First side-question: is there already any good solution that solves our problem? We don't want to recreate the wheel.
We started working on a userland version of the tunnel using linux tun/tap devices. Does a kernel module looks like a brighter idea? Technologies speaking, I will most likely use C++11 and boost.
I have come up with two architectures, both are divided in roughly 4 components: - One that receives/sends some data from the network interface. A UDP socket. - One that allocate a some memory chunks for the packets that are received or sent. - One that route the packets. - One that write on the tun/tap interface.

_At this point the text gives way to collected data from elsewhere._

//! Identity codec
//!
//! Maps between local working-copy paths and `(storage_block_id, file_name)`.
//! Working-copy directories are named `<TAG>_<blockId>_<random>`; everything
//! below that directory is the block's file name, so nested names survive the
//! trip. No registry is needed to recover identity from an open document.

use crate::error::ApiError;
use crate::types::DocumentIdentity;
use regex::Regex;
use std::path::{Component, Path, MAIN_SEPARATOR_STR};
use std::sync::OnceLock;

/// Literal that marks blockpad working-copy directories.
pub const TAG: &str = "blockpad";

/// Separator joining the segments of a working-copy directory name.
pub const SEGMENT_SEPARATOR: char = '_';

/// Directory-name prefix for a block's working copy: `<TAG>_<blockId>_`.
///
/// Ids containing the segment separator or a path separator cannot be decoded
/// unambiguously and are rejected.
pub fn encode_prefix(block_id: &str) -> Result<String, ApiError> {
    validate_block_id(block_id)?;
    Ok(format!(
        "{}{}{}{}",
        TAG, SEGMENT_SEPARATOR, block_id, SEGMENT_SEPARATOR
    ))
}

/// Check that a block id can be embedded in a working-copy directory name.
pub fn validate_block_id(block_id: &str) -> Result<(), ApiError> {
    if block_id.is_empty() {
        return Err(ApiError::ValidationError(
            "Code block id cannot be empty".to_string(),
        ));
    }
    if block_id.contains(SEGMENT_SEPARATOR) {
        return Err(ApiError::ValidationError(format!(
            "Code block id '{}' contains the reserved character '{}'",
            block_id, SEGMENT_SEPARATOR
        )));
    }
    if block_id.contains('/') || block_id.contains('\\') {
        return Err(ApiError::ValidationError(format!(
            "Code block id '{}' contains a path separator",
            block_id
        )));
    }
    Ok(())
}

/// Check that a block file name stays inside its working-copy directory.
///
/// Nested names (`src/main.rs`) are fine; empty names, `..`, `.` and rooted
/// or drive-prefixed names are not.
pub fn validate_file_name(file_name: &str) -> Result<(), ApiError> {
    if file_name.trim().is_empty() {
        return Err(ApiError::ValidationError(
            "File name cannot be empty".to_string(),
        ));
    }
    let escapes = Path::new(file_name).components().any(|component| {
        !matches!(component, Component::Normal(_))
    });
    if escapes {
        return Err(ApiError::ValidationError(format!(
            "File name '{}' must be relative and stay inside the code block",
            file_name
        )));
    }
    Ok(())
}

fn identity_pattern() -> Option<&'static Regex> {
    static PATTERN: OnceLock<Option<Regex>> = OnceLock::new();
    PATTERN
        .get_or_init(|| {
            let sep = regex::escape(MAIN_SEPARATOR_STR);
            let pattern = format!(
                r"^(?:.*{sep})?{tag}{seg}(?P<id>[^{seg}{sep}]+){seg}[^{sep}]*{sep}(?P<file>.+)$",
                sep = sep,
                tag = regex::escape(TAG),
                seg = SEGMENT_SEPARATOR,
            );
            match Regex::new(&pattern) {
                Ok(regex) => Some(regex),
                Err(e) => {
                    tracing::error!("Invalid working-copy identity pattern {}: {}", pattern, e);
                    None
                }
            }
        })
        .as_ref()
}

/// Recover the document identity from a path.
///
/// The innermost tagged directory wins, so a scratch root that itself looks
/// like a working copy does not shadow the real one. Returns `None` when no
/// segment of the path is a blockpad working-copy directory, meaning the file
/// does not belong to any code block.
pub fn decode(path: &Path) -> Option<DocumentIdentity> {
    let path_str = path.to_str()?;
    let captures = identity_pattern()?.captures(path_str)?;
    let identity = DocumentIdentity {
        storage_block_id: captures.name("id")?.as_str().to_string(),
        file_name: captures.name("file")?.as_str().to_string(),
    };
    tracing::debug!(
        path = %path.display(),
        block_id = %identity.storage_block_id,
        file_name = %identity.file_name,
        "Decoded document identity"
    );
    Some(identity)
}

#[cfg(test)]
mod tests {
    use super::*;
    use proptest::prelude::*;
    use std::path::PathBuf;

    fn scratch_root() -> PathBuf {
        std::env::temp_dir()
    }

    #[test]
    fn encode_prefix_has_tag_and_id() {
        assert_eq!(encode_prefix("abc123").unwrap(), "blockpad_abc123_");
    }

    #[test]
    fn encode_prefix_rejects_reserved_characters() {
        assert!(matches!(
            encode_prefix("abc_123"),
            Err(ApiError::ValidationError(_))
        ));
        assert!(matches!(
            encode_prefix("abc/123"),
            Err(ApiError::ValidationError(_))
        ));
        assert!(matches!(encode_prefix(""), Err(ApiError::ValidationError(_))));
    }

    #[test]
    fn decode_recovers_block_and_file() {
        let path = scratch_root().join("blockpad_abc123_Xy9k2").join("x.txt");
        let identity = decode(&path).unwrap();
        assert_eq!(identity.storage_block_id, "abc123");
        assert_eq!(identity.file_name, "x.txt");
    }

    #[test]
    fn decode_keeps_nested_file_names() {
        let path = scratch_root()
            .join("blockpad_abc123_Xy9k2")
            .join("src")
            .join("main.rs");
        let identity = decode(&path).unwrap();
        assert_eq!(
            identity.file_name,
            format!("src{}main.rs", MAIN_SEPARATOR_STR)
        );
    }

    #[test]
    fn decode_accepts_underscores_in_random_suffix() {
        let path = scratch_root().join("blockpad_abc123_a_b_c").join("x.txt");
        let identity = decode(&path).unwrap();
        assert_eq!(identity.storage_block_id, "abc123");
        assert_eq!(identity.file_name, "x.txt");
    }

    #[test]
    fn decode_unrelated_path_is_none() {
        assert_eq!(decode(Path::new("/home/user/project/main.rs")), None);
        assert_eq!(decode(Path::new("/tmp/other_abc123_x/main.rs")), None);
        assert_eq!(decode(Path::new("/tmp/myblockpad_abc123_x/main.rs")), None);
    }

    #[test]
    fn decode_directory_itself_is_none() {
        let path = scratch_root().join("blockpad_abc123_Xy9k2");
        assert_eq!(decode(&path), None);
    }

    #[test]
    fn decode_prefers_innermost_tagged_directory() {
        let path = scratch_root()
            .join("blockpad_scratch_dir")
            .join("blockpad_abc123_Xy9")
            .join("x.txt");
        let identity = decode(&path).unwrap();
        assert_eq!(identity.storage_block_id, "abc123");
        assert_eq!(identity.file_name, "x.txt");
    }

    #[test]
    fn file_names_must_stay_inside_working_copy() {
        assert!(validate_file_name("x.txt").is_ok());
        assert!(validate_file_name("src/main.rs").is_ok());
        assert!(validate_file_name(".gitignore").is_ok());

        for name in ["", "  ", "../escaped.txt", "src/../../x", "/etc/passwd", "./x.txt"] {
            assert!(
                matches!(validate_file_name(name), Err(ApiError::ValidationError(_))),
                "{} should be rejected",
                name
            );
        }
    }

    #[test]
    fn decode_is_repeatable() {
        let path = scratch_root().join("blockpad_abc123_Xy9k2").join("x.txt");
        assert_eq!(decode(&path), decode(&path));
    }

    proptest! {
        #[test]
        fn prefix_round_trips(
            block_id in "[A-Za-z0-9]{1,32}",
            junk in "[A-Za-z0-9_.]{0,12}",
            file_name in "[A-Za-z0-9-]{1,12}(\\.[a-z]{1,4})?",
        ) {
            let dir = format!("{}{}", encode_prefix(&block_id).unwrap(), junk);
            let path = scratch_root().join(dir).join(&file_name);
            let identity = decode(&path).unwrap();
            prop_assert_eq!(identity.storage_block_id, block_id);
            prop_assert_eq!(identity.file_name, file_name);
        }
    }
}
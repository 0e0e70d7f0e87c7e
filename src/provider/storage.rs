//! Persisted provider selection.

pub mod contract;
pub mod xdg;

pub use contract::{MemorySelectionStore, ProviderSelectionStore};
pub use xdg::XdgSelectionStore;
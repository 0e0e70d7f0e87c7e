//! In-session map from allocated working-copy directories to block ids.
//!
//! Consulted before path decoding; paths this process did not allocate fall
//! through to [`crate::codec::decode`].

use crate::types::DocumentIdentity;
use parking_lot::RwLock;
use std::collections::HashMap;
use std::path::{Path, PathBuf};

#[derive(Default)]
pub struct WorkingCopyIndex {
    dirs: RwLock<HashMap<PathBuf, String>>,
}

impl WorkingCopyIndex {
    pub fn new() -> Self {
        Self::default()
    }

    pub fn register(&self, dir: PathBuf, block_id: &str) {
        self.dirs.write().insert(dir, block_id.to_string());
    }

    /// Identity of `path` if it lies inside a registered directory.
    pub fn resolve(&self, path: &Path) -> Option<DocumentIdentity> {
        let dirs = self.dirs.read();
        dirs.iter().find_map(|(dir, block_id)| {
            let relative = path.strip_prefix(dir).ok()?;
            let file_name = relative.to_str()?;
            if file_name.is_empty() {
                return None;
            }
            Some(DocumentIdentity {
                storage_block_id: block_id.clone(),
                file_name: file_name.to_string(),
            })
        })
    }

    /// Drop every directory registered for `block_id`.
    pub fn forget_block(&self, block_id: &str) -> usize {
        let mut dirs = self.dirs.write();
        let before = dirs.len();
        dirs.retain(|_, id| id != block_id);
        before - dirs.len()
    }

    pub fn len(&self) -> usize {
        self.dirs.read().len()
    }

    pub fn is_empty(&self) -> bool {
        self.len() == 0
    }
}
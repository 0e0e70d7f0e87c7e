//! Editor host for a terminal session.
//!
//! "Editors" are the files this process has opened; prompts go through
//! dialoguer, notifications to stdout/stderr.

use crate::error::ApiError;
use crate::host::{ActiveEditor, EditorHost, PickItem, ViewColumn};
use async_trait::async_trait;
use dialoguer::{Input, Password, Select};
use owo_colors::OwoColorize;
use parking_lot::Mutex;
use std::path::{Path, PathBuf};

#[derive(Default)]
pub struct TerminalHost {
    editors: Mutex<Vec<PathBuf>>,
    active: Mutex<Option<ActiveEditor>>,
}

impl TerminalHost {
    pub fn new() -> Self {
        Self::default()
    }

    /// Focus a document read from disk, registering it as a visible editor.
    pub fn focus_file(&self, path: &Path) -> Result<(), ApiError> {
        let text = std::fs::read_to_string(path).map_err(|e| {
            ApiError::ValidationError(format!("Cannot read {}: {}", path.display(), e))
        })?;
        let path = dunce::canonicalize(path)?;
        self.show_editor(path.clone());
        *self.active.lock() = Some(ActiveEditor {
            path: Some(path),
            text,
            selection: None,
        });
        Ok(())
    }

    /// Register an editor as visible without focusing it.
    pub fn show_editor(&self, path: PathBuf) {
        let mut editors = self.editors.lock();
        if !editors.contains(&path) {
            editors.push(path);
        }
    }
}

#[async_trait]
impl EditorHost for TerminalHost {
    async fn quick_pick(&self, placeholder: &str, items: &[PickItem]) -> Option<usize> {
        let labels: Vec<String> = items
            .iter()
            .map(|item| match &item.detail {
                Some(detail) => format!("{}  {}", item.label, detail.dimmed()),
                None => item.label.clone(),
            })
            .collect();

        match Select::new()
            .with_prompt(placeholder)
            .items(&labels)
            .default(0)
            .interact_opt()
        {
            Ok(choice) => choice,
            Err(e) => {
                tracing::warn!("Quick pick failed: {}", e);
                None
            }
        }
    }

    async fn input_box(
        &self,
        prompt: &str,
        value: Option<&str>,
        password: bool,
    ) -> Option<String> {
        let result = if password {
            Password::new().with_prompt(prompt).interact()
        } else {
            let mut input = Input::<String>::new().with_prompt(prompt).allow_empty(true);
            if let Some(value) = value {
                input = input.with_initial_text(value);
            }
            input.interact_text()
        };

        match result {
            Ok(answer) => Some(answer),
            Err(e) => {
                tracing::warn!("Input prompt failed: {}", e);
                None
            }
        }
    }

    fn show_info(&self, message: &str) {
        println!("{} {}", "info".green().bold(), message);
    }

    fn show_error(&self, message: &str) {
        eprintln!("{} {}", "error".red().bold(), message);
    }

    fn visible_editors(&self) -> Vec<PathBuf> {
        self.editors.lock().clone()
    }

    fn active_editor(&self) -> Option<ActiveEditor> {
        self.active.lock().clone()
    }

    async fn open_document(&self, path: &Path, column: ViewColumn) -> Result<(), ApiError> {
        let view = match column {
            ViewColumn::Primary => "primary".to_string(),
            ViewColumn::Split(n) => format!("split {}", n),
        };
        println!("  {} {} {}", "opened".cyan(), path.display(), format!("[{}]", view).dimmed());
        self.show_editor(path.to_path_buf());
        Ok(())
    }

    async fn close_editor(&self, path: &Path) -> Result<(), ApiError> {
        self.editors.lock().retain(|p| p != path);
        let mut active = self.active.lock();
        if active.as_ref().and_then(|a| a.path.as_deref()) == Some(path) {
            *active = None;
        }
        println!("  {} {}", "closed".yellow(), path.display());
        Ok(())
    }

    async fn close_all_editors(&self) -> Result<(), ApiError> {
        self.editors.lock().clear();
        *self.active.lock() = None;
        Ok(())
    }

    fn open_external(&self, url: &str) -> Result<(), ApiError> {
        let program = if cfg!(target_os = "macos") {
            "open"
        } else if cfg!(target_os = "windows") {
            "explorer"
        } else {
            "xdg-open"
        };
        std::process::Command::new(program).arg(url).spawn()?;
        Ok(())
    }
}

#[cfg(test)]
mod tests {
    use super::*;
    use tempfile::TempDir;

    #[tokio::test]
    async fn focus_and_close_track_editors() {
        let temp = TempDir::new().unwrap();
        let file = temp.path().join("a.txt");
        std::fs::write(&file, "hello").unwrap();

        let host = TerminalHost::new();
        host.focus_file(&file).unwrap();
        let active = host.active_editor().unwrap();
        assert_eq!(active.text, "hello");
        assert_eq!(host.visible_editors().len(), 1);

        host.close_editor(active.path.as_deref().unwrap()).await.unwrap();
        assert!(host.visible_editors().is_empty());
        assert!(host.active_editor().is_none());
    }

    #[test]
    fn focusing_missing_file_is_validation_error() {
        let host = TerminalHost::new();
        let err = host.focus_file(Path::new("/nonexistent/blockpad/a.txt")).unwrap_err();
        assert!(matches!(err, ApiError::ValidationError(_)));
    }
}
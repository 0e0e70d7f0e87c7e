//! Blockpad CLI Binary
//!
//! Command-line interface for editing remote code blocks as local files.

use anyhow::Context;
use blockpad::config::ConfigLoader;
use blockpad::logging::init_logging;
use blockpad::tooling::cli::{apply_log_overrides, Cli, CliContext};
use clap::Parser;
use std::process;

fn run(cli: Cli) -> anyhow::Result<bool> {
    let mut config = match &cli.config {
        Some(path) => ConfigLoader::load_from_file(path),
        None => ConfigLoader::load(),
    }
    .context("Failed to load configuration")?;
    apply_log_overrides(&cli, &mut config);

    if let Err(e) = init_logging(Some(&config.logging)) {
        eprintln!("Warning: logging disabled: {}", e);
    }

    let mut context = CliContext::new(&config).context("Failed to initialize blockpad")?;
    let report = context.execute(&cli.command)?;
    if !report.output.is_empty() {
        println!("{}", report.output);
    }
    Ok(report.ok)
}

fn main() {
    let cli = Cli::parse();

    match run(cli) {
        Ok(true) => {}
        Ok(false) => process::exit(1),
        Err(e) => {
            eprintln!("Error: {:#}", e);
            process::exit(1);
        }
    }
}
//! Scratch space for working copies.

use crate::error::ApiError;
use std::path::{Path, PathBuf};

/// Allocates uniquely named directories and writes files into them.
pub trait ScratchSpace: Send + Sync {
    /// Create a fresh directory whose name starts with `prefix`.
    /// The directory outlives this call; nothing cleans it up.
    fn allocate(&self, prefix: &str) -> Result<PathBuf, ApiError>;

    /// Write `bytes` at `path`, creating parent directories for nested names.
    fn write_file(&self, path: &Path, bytes: &[u8]) -> Result<(), ApiError>;
}

/// Scratch space on the local filesystem, by default the OS temp directory.
pub struct LocalScratch {
    root: PathBuf,
}

impl LocalScratch {
    pub fn new(root: Option<PathBuf>) -> Result<Self, ApiError> {
        let root = root.unwrap_or_else(std::env::temp_dir);
        std::fs::create_dir_all(&root)?;
        Ok(Self {
            root: dunce::canonicalize(&root)?,
        })
    }

    pub fn root(&self) -> &Path {
        &self.root
    }
}

impl ScratchSpace for LocalScratch {
    fn allocate(&self, prefix: &str) -> Result<PathBuf, ApiError> {
        let dir = tempfile::Builder::new()
            .prefix(prefix)
            .tempdir_in(&self.root)?;
        let path = dir.into_path();
        tracing::debug!(path = %path.display(), "Allocated working copy directory");
        Ok(path)
    }

    fn write_file(&self, path: &Path, bytes: &[u8]) -> Result<(), ApiError> {
        if let Some(parent) = path.parent() {
            std::fs::create_dir_all(parent)?;
        }
        std::fs::write(path, bytes)?;
        Ok(())
    }
}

My first architecture would use boost::asio for the UDP socket, the router and the interface (note: one interface can be described in multiple file descriptors that can be encapsulated for asio). Each of these components would be have their own asio::strand for avoiding racing conditions and all the nasty threading related problems. I would spawn 4-8 threads running the event loops. Asio and the asynchronous methods looks gorgeous and ease the message passing between my components. But first epoll/select might not be super efficient for a single UDP socket and few stream descriptors. We are not dealing with the C10k problem here, no need to scale for the clients number as a tunnel is only 1 <==> 1. Second, I fear that asio message queues are not really efficients, we want a high bandwidth and bandwidth is tightly linked with latency. Last but not least, asio has some inner locking mechanisms that I fear a bit.
My second architecture would use 3-4 dedicated threads (one per components) spinning like crazy and doing the respective jobs. Blocking IO or shouldn't matter. The messages passing between the components would be using some lock-free queues. This solution looks harder to code. The throughput should be really high and stable (resistant to spikes/bursts) but it also means that all the server resources will be burned with our threads spinning like crazy. Since our tunnel won't do much more than routing, the time might be spend more on the IO than the CPU actually.
As for the allocation components: I thought to use a pool of objects (packets) combined with some shared_ptr like this: https://stackoverflow.com/questions/2911154/custom-pool-allocator-with-boost-shared-ptr
Or to use a ring buffer, some packets could be dropped in the process thought.
Do you have any other idea for an efficient architecture, or any review or preference for the previously mentioned ideas? We are trying to find the best between an elegant and an efficient solution.
Any other hint for an efficient tunnel is welcomed! (Like not using TCP over TCP).